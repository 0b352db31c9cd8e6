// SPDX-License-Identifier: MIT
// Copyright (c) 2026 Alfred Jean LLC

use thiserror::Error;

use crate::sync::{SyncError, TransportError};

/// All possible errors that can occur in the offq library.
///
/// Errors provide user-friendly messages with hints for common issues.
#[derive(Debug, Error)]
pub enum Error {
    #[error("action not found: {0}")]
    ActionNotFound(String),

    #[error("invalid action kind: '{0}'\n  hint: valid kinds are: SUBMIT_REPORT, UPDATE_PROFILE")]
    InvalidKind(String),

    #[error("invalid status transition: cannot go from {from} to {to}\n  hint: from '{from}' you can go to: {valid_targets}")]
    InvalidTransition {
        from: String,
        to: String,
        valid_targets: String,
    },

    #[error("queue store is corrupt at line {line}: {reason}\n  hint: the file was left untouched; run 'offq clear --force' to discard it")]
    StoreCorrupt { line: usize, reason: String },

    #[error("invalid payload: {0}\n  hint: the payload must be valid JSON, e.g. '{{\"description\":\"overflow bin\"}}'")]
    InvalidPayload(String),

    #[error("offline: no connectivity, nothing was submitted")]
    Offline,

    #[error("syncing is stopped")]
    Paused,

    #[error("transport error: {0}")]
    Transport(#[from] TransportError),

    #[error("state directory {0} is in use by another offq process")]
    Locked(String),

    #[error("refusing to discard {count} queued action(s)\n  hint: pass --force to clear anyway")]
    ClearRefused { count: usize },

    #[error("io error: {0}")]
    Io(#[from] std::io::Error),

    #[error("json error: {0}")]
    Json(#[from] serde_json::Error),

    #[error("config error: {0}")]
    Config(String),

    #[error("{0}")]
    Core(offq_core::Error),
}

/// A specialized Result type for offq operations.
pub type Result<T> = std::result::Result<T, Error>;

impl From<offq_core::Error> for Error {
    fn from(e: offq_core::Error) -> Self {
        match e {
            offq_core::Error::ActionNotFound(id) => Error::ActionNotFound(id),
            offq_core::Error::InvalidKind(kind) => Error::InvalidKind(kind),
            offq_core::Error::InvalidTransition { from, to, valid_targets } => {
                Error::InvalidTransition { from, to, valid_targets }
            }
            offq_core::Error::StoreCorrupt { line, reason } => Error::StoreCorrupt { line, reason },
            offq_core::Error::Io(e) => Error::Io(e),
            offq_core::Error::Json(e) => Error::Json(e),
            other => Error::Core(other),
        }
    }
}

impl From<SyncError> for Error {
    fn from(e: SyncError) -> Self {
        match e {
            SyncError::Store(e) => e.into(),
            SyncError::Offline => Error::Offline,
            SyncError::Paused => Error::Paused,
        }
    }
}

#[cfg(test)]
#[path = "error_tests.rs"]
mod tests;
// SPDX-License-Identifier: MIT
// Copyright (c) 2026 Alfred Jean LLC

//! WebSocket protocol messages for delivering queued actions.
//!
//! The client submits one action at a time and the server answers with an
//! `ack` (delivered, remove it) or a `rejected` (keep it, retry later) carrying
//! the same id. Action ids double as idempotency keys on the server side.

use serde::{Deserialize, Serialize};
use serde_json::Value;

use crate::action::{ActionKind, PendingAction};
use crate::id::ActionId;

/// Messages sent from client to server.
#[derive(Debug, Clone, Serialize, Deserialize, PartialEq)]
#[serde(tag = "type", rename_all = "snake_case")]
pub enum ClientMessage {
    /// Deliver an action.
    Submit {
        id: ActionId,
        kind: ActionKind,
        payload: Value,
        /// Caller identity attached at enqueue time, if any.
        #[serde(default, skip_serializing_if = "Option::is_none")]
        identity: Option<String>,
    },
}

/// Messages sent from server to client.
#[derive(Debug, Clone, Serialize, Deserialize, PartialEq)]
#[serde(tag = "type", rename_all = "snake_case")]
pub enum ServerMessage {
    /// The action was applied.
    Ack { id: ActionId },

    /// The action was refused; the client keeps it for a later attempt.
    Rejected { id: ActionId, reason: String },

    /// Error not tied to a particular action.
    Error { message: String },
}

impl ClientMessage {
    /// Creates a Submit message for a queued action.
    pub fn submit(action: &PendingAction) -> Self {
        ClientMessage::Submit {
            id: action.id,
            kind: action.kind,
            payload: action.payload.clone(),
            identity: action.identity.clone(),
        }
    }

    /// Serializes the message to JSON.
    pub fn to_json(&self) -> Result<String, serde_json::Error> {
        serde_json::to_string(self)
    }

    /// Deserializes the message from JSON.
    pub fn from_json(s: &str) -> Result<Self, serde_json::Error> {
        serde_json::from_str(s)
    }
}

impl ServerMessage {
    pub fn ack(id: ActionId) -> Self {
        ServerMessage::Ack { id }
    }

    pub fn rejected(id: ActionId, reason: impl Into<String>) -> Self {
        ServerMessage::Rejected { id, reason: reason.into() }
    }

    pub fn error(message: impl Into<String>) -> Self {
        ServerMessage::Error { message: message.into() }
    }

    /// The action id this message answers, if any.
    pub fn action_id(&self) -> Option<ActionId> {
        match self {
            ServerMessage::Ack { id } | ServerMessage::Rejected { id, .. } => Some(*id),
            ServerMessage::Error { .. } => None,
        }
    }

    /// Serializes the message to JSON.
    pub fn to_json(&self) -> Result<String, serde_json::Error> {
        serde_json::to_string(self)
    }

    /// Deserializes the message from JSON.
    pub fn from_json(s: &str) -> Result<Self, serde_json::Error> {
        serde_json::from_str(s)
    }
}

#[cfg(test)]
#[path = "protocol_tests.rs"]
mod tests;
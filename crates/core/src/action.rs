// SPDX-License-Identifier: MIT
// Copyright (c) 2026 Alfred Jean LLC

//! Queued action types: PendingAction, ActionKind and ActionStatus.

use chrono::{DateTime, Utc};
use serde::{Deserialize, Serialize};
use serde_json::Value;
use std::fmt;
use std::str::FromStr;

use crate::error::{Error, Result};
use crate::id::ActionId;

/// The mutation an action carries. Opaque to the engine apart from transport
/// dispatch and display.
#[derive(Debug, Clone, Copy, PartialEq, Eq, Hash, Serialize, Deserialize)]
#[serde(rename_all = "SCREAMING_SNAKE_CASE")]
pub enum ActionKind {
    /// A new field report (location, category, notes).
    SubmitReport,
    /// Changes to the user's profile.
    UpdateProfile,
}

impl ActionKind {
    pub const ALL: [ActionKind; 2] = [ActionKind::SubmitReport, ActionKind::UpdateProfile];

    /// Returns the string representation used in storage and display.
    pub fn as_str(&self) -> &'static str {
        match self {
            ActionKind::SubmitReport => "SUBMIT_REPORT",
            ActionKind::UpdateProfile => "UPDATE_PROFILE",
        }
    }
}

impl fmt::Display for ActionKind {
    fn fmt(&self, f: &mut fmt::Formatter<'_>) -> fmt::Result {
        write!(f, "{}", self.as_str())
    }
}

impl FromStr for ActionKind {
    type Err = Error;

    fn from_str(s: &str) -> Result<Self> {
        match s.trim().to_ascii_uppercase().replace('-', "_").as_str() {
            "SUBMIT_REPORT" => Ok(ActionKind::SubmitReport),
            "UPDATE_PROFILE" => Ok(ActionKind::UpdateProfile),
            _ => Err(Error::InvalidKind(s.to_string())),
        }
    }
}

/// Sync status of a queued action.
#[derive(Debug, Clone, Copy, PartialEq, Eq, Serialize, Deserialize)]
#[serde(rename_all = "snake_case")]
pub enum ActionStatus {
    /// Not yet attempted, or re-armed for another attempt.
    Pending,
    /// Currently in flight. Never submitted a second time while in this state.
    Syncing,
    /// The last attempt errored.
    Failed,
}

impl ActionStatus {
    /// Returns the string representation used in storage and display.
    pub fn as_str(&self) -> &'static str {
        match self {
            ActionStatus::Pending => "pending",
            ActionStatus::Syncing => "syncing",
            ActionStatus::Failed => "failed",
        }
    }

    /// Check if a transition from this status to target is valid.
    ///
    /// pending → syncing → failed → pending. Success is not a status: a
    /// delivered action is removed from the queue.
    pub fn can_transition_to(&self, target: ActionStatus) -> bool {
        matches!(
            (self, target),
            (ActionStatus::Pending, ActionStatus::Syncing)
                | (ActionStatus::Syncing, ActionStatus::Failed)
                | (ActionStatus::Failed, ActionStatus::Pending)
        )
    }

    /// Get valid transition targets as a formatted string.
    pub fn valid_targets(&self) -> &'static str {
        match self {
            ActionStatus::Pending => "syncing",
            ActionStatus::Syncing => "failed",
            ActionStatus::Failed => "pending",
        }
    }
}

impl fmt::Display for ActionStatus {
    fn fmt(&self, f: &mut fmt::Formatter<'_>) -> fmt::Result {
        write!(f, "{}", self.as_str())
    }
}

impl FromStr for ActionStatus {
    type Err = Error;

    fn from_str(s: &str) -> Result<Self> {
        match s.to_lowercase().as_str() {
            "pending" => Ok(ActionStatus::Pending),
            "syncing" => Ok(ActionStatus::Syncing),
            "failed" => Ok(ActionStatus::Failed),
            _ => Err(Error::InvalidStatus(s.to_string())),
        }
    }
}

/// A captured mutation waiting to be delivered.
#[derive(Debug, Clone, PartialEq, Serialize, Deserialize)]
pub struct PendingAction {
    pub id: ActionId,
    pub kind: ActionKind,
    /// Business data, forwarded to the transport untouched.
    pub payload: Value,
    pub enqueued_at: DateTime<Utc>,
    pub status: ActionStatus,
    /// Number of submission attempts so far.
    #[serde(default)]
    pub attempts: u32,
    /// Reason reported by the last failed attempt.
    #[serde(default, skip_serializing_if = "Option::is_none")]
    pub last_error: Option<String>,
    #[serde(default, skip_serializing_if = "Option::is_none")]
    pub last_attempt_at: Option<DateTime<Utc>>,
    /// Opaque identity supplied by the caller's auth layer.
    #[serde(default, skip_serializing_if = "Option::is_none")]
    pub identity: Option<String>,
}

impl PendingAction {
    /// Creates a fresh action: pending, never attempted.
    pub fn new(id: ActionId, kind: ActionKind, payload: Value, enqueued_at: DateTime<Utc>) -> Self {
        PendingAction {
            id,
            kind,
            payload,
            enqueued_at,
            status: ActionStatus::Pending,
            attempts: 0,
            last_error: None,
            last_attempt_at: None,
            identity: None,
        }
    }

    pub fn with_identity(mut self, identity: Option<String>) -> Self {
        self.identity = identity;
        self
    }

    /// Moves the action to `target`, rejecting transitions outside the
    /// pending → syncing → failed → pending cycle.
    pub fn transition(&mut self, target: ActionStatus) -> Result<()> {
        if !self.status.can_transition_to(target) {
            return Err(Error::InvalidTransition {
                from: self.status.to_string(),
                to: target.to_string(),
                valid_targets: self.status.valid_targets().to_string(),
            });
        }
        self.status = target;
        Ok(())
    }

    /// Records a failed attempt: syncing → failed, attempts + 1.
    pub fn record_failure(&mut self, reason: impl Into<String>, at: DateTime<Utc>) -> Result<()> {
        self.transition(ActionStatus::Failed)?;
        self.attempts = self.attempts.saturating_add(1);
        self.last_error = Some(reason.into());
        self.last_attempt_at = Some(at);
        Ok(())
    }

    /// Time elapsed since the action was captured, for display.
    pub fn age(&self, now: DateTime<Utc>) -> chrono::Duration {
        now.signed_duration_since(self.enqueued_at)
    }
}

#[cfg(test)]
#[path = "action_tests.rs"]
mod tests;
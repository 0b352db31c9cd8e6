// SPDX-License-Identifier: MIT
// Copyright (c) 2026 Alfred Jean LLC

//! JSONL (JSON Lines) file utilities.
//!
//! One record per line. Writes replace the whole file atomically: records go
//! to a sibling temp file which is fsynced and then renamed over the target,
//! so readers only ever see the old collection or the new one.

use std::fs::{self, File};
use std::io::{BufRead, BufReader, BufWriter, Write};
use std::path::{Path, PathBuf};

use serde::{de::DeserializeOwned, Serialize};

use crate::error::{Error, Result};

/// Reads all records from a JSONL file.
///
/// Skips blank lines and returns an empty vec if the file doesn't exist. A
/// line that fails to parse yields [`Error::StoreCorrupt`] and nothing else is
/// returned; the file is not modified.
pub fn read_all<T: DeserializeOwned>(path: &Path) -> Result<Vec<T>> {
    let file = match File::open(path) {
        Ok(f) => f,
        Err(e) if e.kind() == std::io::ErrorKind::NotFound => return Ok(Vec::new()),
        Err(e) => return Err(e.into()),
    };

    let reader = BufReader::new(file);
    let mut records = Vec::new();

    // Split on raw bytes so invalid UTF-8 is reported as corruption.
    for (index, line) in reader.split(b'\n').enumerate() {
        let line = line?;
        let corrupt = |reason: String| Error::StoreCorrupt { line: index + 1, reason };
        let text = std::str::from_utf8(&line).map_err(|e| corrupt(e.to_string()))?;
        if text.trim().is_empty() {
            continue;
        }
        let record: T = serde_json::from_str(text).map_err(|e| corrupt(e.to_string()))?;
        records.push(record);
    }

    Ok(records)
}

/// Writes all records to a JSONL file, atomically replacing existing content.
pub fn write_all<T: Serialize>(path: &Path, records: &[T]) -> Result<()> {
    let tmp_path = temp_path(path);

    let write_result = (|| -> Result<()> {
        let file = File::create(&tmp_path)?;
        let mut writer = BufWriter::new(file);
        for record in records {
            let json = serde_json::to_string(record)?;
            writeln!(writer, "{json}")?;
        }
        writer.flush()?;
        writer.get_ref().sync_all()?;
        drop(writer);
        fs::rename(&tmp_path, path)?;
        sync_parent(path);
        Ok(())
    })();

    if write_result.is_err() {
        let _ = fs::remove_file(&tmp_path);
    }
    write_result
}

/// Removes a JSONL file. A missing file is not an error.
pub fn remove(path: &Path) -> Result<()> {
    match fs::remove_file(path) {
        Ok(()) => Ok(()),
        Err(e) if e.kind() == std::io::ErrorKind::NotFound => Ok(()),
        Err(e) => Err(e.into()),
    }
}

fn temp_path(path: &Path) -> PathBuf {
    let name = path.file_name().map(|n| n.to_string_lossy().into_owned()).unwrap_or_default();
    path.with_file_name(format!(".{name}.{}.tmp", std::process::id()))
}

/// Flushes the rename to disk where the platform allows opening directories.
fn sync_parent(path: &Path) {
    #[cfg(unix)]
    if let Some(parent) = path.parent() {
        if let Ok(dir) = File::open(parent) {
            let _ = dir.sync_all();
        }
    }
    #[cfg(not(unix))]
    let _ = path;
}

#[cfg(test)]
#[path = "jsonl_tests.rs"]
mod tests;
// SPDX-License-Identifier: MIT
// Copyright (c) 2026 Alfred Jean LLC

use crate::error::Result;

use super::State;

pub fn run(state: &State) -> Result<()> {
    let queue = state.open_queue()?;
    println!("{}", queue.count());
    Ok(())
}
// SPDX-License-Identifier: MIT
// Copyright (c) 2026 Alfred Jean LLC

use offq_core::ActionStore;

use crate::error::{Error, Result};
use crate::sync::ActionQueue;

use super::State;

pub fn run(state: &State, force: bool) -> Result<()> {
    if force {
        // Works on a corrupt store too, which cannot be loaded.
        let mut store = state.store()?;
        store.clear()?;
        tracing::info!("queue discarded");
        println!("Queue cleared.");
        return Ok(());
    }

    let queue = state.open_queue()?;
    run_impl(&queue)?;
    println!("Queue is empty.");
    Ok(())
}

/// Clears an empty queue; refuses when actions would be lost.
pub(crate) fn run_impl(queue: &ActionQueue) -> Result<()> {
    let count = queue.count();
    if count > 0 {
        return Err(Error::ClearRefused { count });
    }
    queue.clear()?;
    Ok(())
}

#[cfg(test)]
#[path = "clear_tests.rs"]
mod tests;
---
Go through the material above and count the lines that include "TransportError". Give the number alone.

2